//! Player state and the options a player is built with.

use std::time::Duration;

use super::format::FormatWhitelist;
use super::reporter::{RevertPolicy, DEFAULT_REVERT_DELAY};
use super::time::DEFAULT_LOADING_TEXT;

/// Transport state of a player.
#[derive(Debug, Clone, Copy, Default, PartialEq, Eq)]
pub enum PlaybackStatus {
    /// Initial state; also entered by `pause` and `load`
    #[default]
    Paused,
    Playing,
}

/// Everything the state machine tracks about one player.
#[derive(Debug, Clone, Default, PartialEq)]
pub struct PlayerState {
    pub status: PlaybackStatus,
    pub current_source: Option<String>,
    pub current_time_seconds: f64,
    pub duration_seconds: Option<f64>,
}

impl PlayerState {
    pub fn is_playing(&self) -> bool {
        self.status == PlaybackStatus::Playing
    }
}

/// A request to switch to another track.
#[derive(Debug, Clone, PartialEq, Eq)]
pub struct LoadRequest {
    pub url: Option<String>,
    pub text: String,
}

impl LoadRequest {
    pub fn new(url: impl Into<String>, text: impl Into<String>) -> Self {
        Self {
            url: Some(url.into()),
            text: text.into(),
        }
    }
}

/// Play/pause control labels.
#[derive(Debug, Clone, PartialEq, Eq)]
pub struct ControlLabels {
    /// Shown while paused
    pub play: String,
    /// Shown while playing
    pub pause: String,
}

impl Default for ControlLabels {
    fn default() -> Self {
        Self {
            play: "Play".to_string(),
            pause: "Pause".to_string(),
        }
    }
}

/// Tunables for a player instance.
#[derive(Debug, Clone, PartialEq)]
pub struct PlayerOptions {
    pub formats: FormatWhitelist,
    pub error_revert_delay: Duration,
    pub revert_policy: RevertPolicy,
    pub loading_text: String,
    /// `None` leaves the control unlabeled
    pub labels: Option<ControlLabels>,
}

impl Default for PlayerOptions {
    fn default() -> Self {
        Self {
            formats: FormatWhitelist::default(),
            error_revert_delay: DEFAULT_REVERT_DELAY,
            revert_policy: RevertPolicy::default(),
            loading_text: DEFAULT_LOADING_TEXT.to_string(),
            labels: Some(ControlLabels::default()),
        }
    }
}
//! Source URL validation by file extension.

/// Extensions accepted when no configuration overrides them.
pub const DEFAULT_FORMATS: &[&str] = &["mp3", "ogg", "mp4"];

/// Check a candidate source against the default whitelist.
///
/// Returns false for a missing or empty URL. Otherwise the text after the
/// last `.` must equal one of `mp3`, `ogg` or `mp4` exactly (case-sensitive).
pub fn is_valid_format(url: Option<&str>) -> bool {
    FormatWhitelist::default().is_valid(url)
}

/// Text after the last `.` of `url`, or the whole string if it has none.
pub fn extension(url: &str) -> &str {
    match url.rfind('.') {
        Some(idx) => &url[idx + 1..],
        None => url,
    }
}

/// Set of playable file extensions.
#[derive(Debug, Clone, PartialEq, Eq)]
pub struct FormatWhitelist {
    extensions: Vec<String>,
}

impl Default for FormatWhitelist {
    fn default() -> Self {
        Self::new(DEFAULT_FORMATS.iter().copied())
    }
}

impl FormatWhitelist {
    /// Create a whitelist from the given extensions (without leading dots).
    pub fn new<I, S>(extensions: I) -> Self
    where
        I: IntoIterator<Item = S>,
        S: Into<String>,
    {
        Self {
            extensions: extensions.into_iter().map(Into::into).collect(),
        }
    }

    /// The accepted extensions.
    pub fn extensions(&self) -> &[String] {
        &self.extensions
    }

    /// Whether `url` names a playable source.
    pub fn is_valid(&self, url: Option<&str>) -> bool {
        match url {
            Some(url) if !url.is_empty() => {
                let ext = extension(url);
                self.extensions.iter().any(|allowed| allowed == ext)
            }
            _ => false,
        }
    }
}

Task goal
When you output the entries, keep every line exactly as it appears above.

Written reply
//! Player state and the options a player is built with.

use std::time::Duration;

use super::format::FormatWhitelist;
use super::reporter::{RevertPolicy, DEFAULT_REVERT_DELAY};
use super::time::DEFAULT_LOADING_TEXT;

/// Transport state of a player.
#[derive(Debug, Clone, Copy, Default, PartialEq, Eq)]
pub enum PlaybackStatus {
    /// Initial state; also entered by `pause` and `load`
    #[default]
    Paused,
    Playing,
}

/// Everything the state machine tracks about one player.
#[derive(Debug, Clone, Default, PartialEq)]
pub struct PlayerState {
    pub status: PlaybackStatus,
    pub current_source: Option<String>,
    pub current_time_seconds: f64,
    pub duration_seconds: Option<f64>,
}

impl PlayerState {
    pub fn is_playing(&self) -> bool {
        self.status == PlaybackStatus::Playing
    }
}

/// A request to switch to another track.
#[derive(Debug, Clone, PartialEq, Eq)]
pub struct LoadRequest {
    pub url: Option<String>,
    pub text: String,
}

impl LoadRequest {
    pub fn new(url: impl Into<String>, text: impl Into<String>) -> Self {
        Self {
            url: Some(url.into()),
            text: text.into(),
        }
    }
}

/// Play/pause control labels.
#[derive(Debug, Clone, PartialEq, Eq)]
pub struct ControlLabels {
    /// Shown while paused
    pub play: String,
    /// Shown while playing
    pub pause: String,
}

impl Default for ControlLabels {
    fn default() -> Self {
        Self {
            play: "Play".to_string(),
            pause: "Pause".to_string(),
        }
    }
}

/// Tunables for a player instance.
#[derive(Debug, Clone, PartialEq)]
pub struct PlayerOptions {
    pub formats: FormatWhitelist,
    pub error_revert_delay: Duration,
    pub revert_policy: RevertPolicy,
    pub loading_text: String,
    /// `None` leaves the control unlabeled
    pub labels: Option<ControlLabels>,
}

impl Default for PlayerOptions {
    fn default() -> Self {
        Self {
            formats: FormatWhitelist::default(),
            error_revert_delay: DEFAULT_REVERT_DELAY,
            revert_policy: RevertPolicy::default(),
            loading_text: DEFAULT_LOADING_TEXT.to_string(),
            labels: Some(ControlLabels::default()),
        }
    }
}
//! Source URL validation by file extension.

/// Extensions accepted when no configuration overrides them.
pub const DEFAULT_FORMATS: &[&str] = &["mp3", "ogg", "mp4"];

/// Check a candidate source against the default whitelist.
///
/// Returns false for a missing or empty URL. Otherwise the text after the
/// last `.` must equal one of `mp3`, `ogg` or `mp4` exactly (case-sensitive).
pub fn is_valid_format(url: Option<&str>) -> bool {
    FormatWhitelist::default().is_valid(url)
}

/// Text after the last `.` of `url`, or the whole string if it has none.
pub fn extension(url: &str) -> &str {
    match url.rfind('.') {
        Some(idx) => &url[idx + 1..],
        None => url,
    }
}

/// Set of playable file extensions.
#[derive(Debug, Clone, PartialEq, Eq)]
pub struct FormatWhitelist {
    extensions: Vec<String>,
}

impl Default for FormatWhitelist {
    fn default() -> Self {
        Self::new(DEFAULT_FORMATS.iter().copied())
    }
}

impl FormatWhitelist {
    /// Create a whitelist from the given extensions (without leading dots).
    pub fn new<I, S>(extensions: I) -> Self
    where
        I: IntoIterator<Item = S>,
        S: Into<String>,
    {
        Self {
            extensions: extensions.into_iter().map(Into::into).collect(),
        }
    }

    /// The accepted extensions.
    pub fn extensions(&self) -> &[String] {
        &self.extensions
    }

    /// Whether `url` names a playable source.
    pub fn is_valid(&self, url: Option<&str>) -> bool {
        match url {
            Some(url) if !url.is_empty() => {
                let ext = extension(url);
                self.extensions.iter().any(|allowed| allowed == ext)
            }
            _ => false,
        }
    }
}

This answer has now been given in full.